The Fiat Bravo has been marketed as a small family car which was originally launched in 2007, taking the same name of its predecessor that was rolled off the production line between 1995 and 2001. The 2007 model was given its first outing at the Geneva Motor Show and could truly be said to be international, with parts made in Italy and Brazil, whilst the car also had parts engineered by an Austrian-Canadian company.
It was the Fiat Style Centre that designed the car in Italy, however it was Magna-Steyr who were based in Austria who were challenged with engineering most of the car’s body. Despite it sharing the same name as the 1990s model, the Fiat Bravo actually takes its inspiration from the Fiat Stilo and the Lancia Delta.
Built as a five door hatchback, the Fiat Bravo comes as an FF layout and can run on petrol, LPG and diesel engines. The LPG offers a 1.4 litre engine, similar to the petrol engine which can also offer a 1.8 litre engine. The diesel engines range from 1.6 litre through to 1.9 litre engines and supported by transmission, which come as a five speed manual, six speed manual or five or six speed dualogic.

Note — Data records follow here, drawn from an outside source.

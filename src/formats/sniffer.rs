//! Format detection over a bounded file prefix.
//!
//! Detection is pure and side-effect free: it reads up to
//! [`SNIFF_PREFIX_BYTES`], evaluates descriptors in priority order, and
//! returns the first full match. When nothing matches it assembles a
//! diagnosis of the best partial matches for the caller to surface.

use std::fs::File;
use std::io::Read;
use std::path::Path;

use anyhow::{Context, Result};
use once_cell::sync::Lazy;
use regex::Regex;

use crate::error::{Diagnosis, PartialMatch};
use crate::formats::{registry, FormatDescriptor, FormatId, SNIFF_PREFIX_BYTES};

#[derive(Debug)]
pub enum SniffOutcome {
    Matched(FormatId),
    Unrecognized(Diagnosis),
}

/// Read the sniffing prefix of a file.
pub fn sniff_prefix(path: &Path) -> Result<String> {
    let mut file = File::open(path)
        .with_context(|| format!("failed to open {}", path.display()))?;
    let mut buf = vec![0u8; SNIFF_PREFIX_BYTES];
    let mut filled = 0;
    while filled < buf.len() {
        let n = file.read(&mut buf[filled..])?;
        if n == 0 {
            break;
        }
        filled += n;
    }
    buf.truncate(filled);
    Ok(String::from_utf8_lossy(&buf).into_owned())
}

/// Detect the format of a file, or explain why none matched.
pub fn detect(path: &Path) -> Result<SniffOutcome> {
    let prefix = sniff_prefix(path)?;
    let extension = path
        .extension()
        .and_then(|e| e.to_str())
        .map(|e| e.to_ascii_lowercase());

    let mut partials: Vec<PartialMatch> = Vec::new();

    for desc in registry() {
        let (matched, satisfied, missing) = evaluate(desc, &prefix, extension.as_deref());
        if matched {
            return Ok(SniffOutcome::Matched(desc.id));
        }
        if satisfied > 0 {
            partials.push(PartialMatch {
                format_name: desc.display_name.to_string(),
                missing_fields: missing,
            });
        }
    }

    Ok(SniffOutcome::Unrecognized(Diagnosis {
        suggestion: "unrecognized_format".to_string(),
        partial_matches: partials,
    }))
}

/// Evaluate one descriptor. Returns (full match, satisfied signature
/// count, missing signature labels).
fn evaluate(
    desc: &FormatDescriptor,
    prefix: &str,
    extension: Option<&str>,
) -> (bool, usize, Vec<String>) {
    let mut satisfied = 0usize;
    let mut missing = Vec::new();

    if !desc.extensions.is_empty() {
        match extension {
            Some(ext) if desc.extensions.contains(&ext) => satisfied += 1,
            _ => missing.push(format!("extension (.{})", desc.extensions.join("/."))),
        }
    }

    for pattern in desc.patterns {
        if pattern_set().is_match(pattern, prefix) {
            satisfied += 1;
        } else {
            missing.push(format!("pattern {pattern}"));
        }
    }

    for field in desc.required_fields {
        if has_json_key(prefix, field) {
            satisfied += 1;
        } else {
            missing.push((*field).to_string());
        }
    }

    (missing.is_empty(), satisfied, missing)
}

/// Whether `"field"` appears as a JSON key (quoted name followed by a
/// colon) anywhere in the prefix.
fn has_json_key(prefix: &str, field: &str) -> bool {
    let needle = format!("\"{field}\"");
    let mut from = 0;
    while let Some(at) = prefix[from..].find(&needle) {
        let after = from + at + needle.len();
        if prefix[after..].trim_start().starts_with(':') {
            return true;
        }
        from = after;
    }
    false
}

/// Signature regexes compiled once per process.
struct PatternSet {
    compiled: Vec<(&'static str, Regex)>,
}

impl PatternSet {
    fn is_match(&self, pattern: &str, prefix: &str) -> bool {
        self.compiled
            .iter()
            .find(|(p, _)| *p == pattern)
            .map(|(_, re)| re.is_match(prefix))
            .unwrap_or(false)
    }
}

fn pattern_set() -> &'static PatternSet {
    static SET: Lazy<PatternSet> = Lazy::new(|| PatternSet {
        compiled: registry()
            .flat_map(|d| d.patterns.iter())
            .map(|p| {
                let re = Regex::new(p).expect("registry patterns are valid regexes");
                (*p, re)
            })
            .collect(),
    });
    &SET
}

#[cfg(test)]
mod tests {
    use super::*;
    use std::io::Write;

    fn write_file(dir: &tempfile::TempDir, name: &str, content: &str) -> std::path::PathBuf {
        let path = dir.path().join(name);
        let mut f = File::create(&path).unwrap();
        f.write_all(content.as_bytes()).unwrap();
        path
    }

    #[test]
    fn detects_chatlab_export() {
        let dir = tempfile::tempdir().unwrap();
        let path = write_file(
            &dir,
            "export.json",
            r#"{"chatlab":{"version":"0.0.1","exportedAt":1},"meta":{},"members":[],"messages":[]}"#,
        );
        match detect(&path).unwrap() {
            SniffOutcome::Matched(id) => assert_eq!(id, FormatId::Chatlab),
            other => panic!("expected chatlab, got {other:?}"),
        }
    }

    #[test]
    fn detects_wechat_text_by_header_line() {
        let dir = tempfile::tempdir().unwrap();
        let path = write_file(
            &dir,
            "backup.txt",
            "2023-05-01 09:30:00 阿明(wxid_abc)\n早上好\n",
        );
        match detect(&path).unwrap() {
            SniffOutcome::Matched(id) => assert_eq!(id, FormatId::WechatText),
            other => panic!("expected wechat-text, got {other:?}"),
        }
    }

    #[test]
    fn unrecognized_input_reports_partial_matches() {
        let dir = tempfile::tempdir().unwrap();
        // Looks json-ish and mentions one chatlab field, but not all.
        let path = write_file(&dir, "odd.json", r#"{"meta": {"hello": 1}}"#);
        match detect(&path).unwrap() {
            SniffOutcome::Unrecognized(diag) => {
                assert_eq!(diag.suggestion, "unrecognized_format");
                let chatlab = diag
                    .partial_matches
                    .iter()
                    .find(|p| p.format_name == "ChatLab export")
                    .expect("chatlab should partially match");
                assert!(chatlab.missing_fields.iter().any(|f| f == "chatlab"));
                assert!(chatlab.missing_fields.iter().any(|f| f == "messages"));
            }
            other => panic!("expected diagnosis, got {other:?}"),
        }
    }

    #[test]
    fn key_match_requires_colon() {
        assert!(has_json_key(r#"{"messages": []}"#, "messages"));
        assert!(has_json_key("{\"messages\"  : []}", "messages"));
        assert!(!has_json_key(r#"{"content": "the \"messages\" word"}"#, "messages"));
    }
}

Like other newer Fiat models the Fiat Bravo comes with Blue&me, a device created with Microsoft which offers the driver hands-free mobile equipment. Alongside this is the ability for SMS messages to be displayed on the dash screen and an inbuilt voice activation. With other technological advances it is clear that the Bravo is at the forefront of the new technology and makes the drive a lot easier for motorists.
The safety record of the Bravo is superb for adults in the car, very good for children who are travelling as passengers but only average for of the car catches a pedestrian. When the Bravo was put through its paces for the Euro NCAP tests in Belgium the car received five out of five stars for adult safety, four out of five for child safety but only two out of four for pedestrian safety.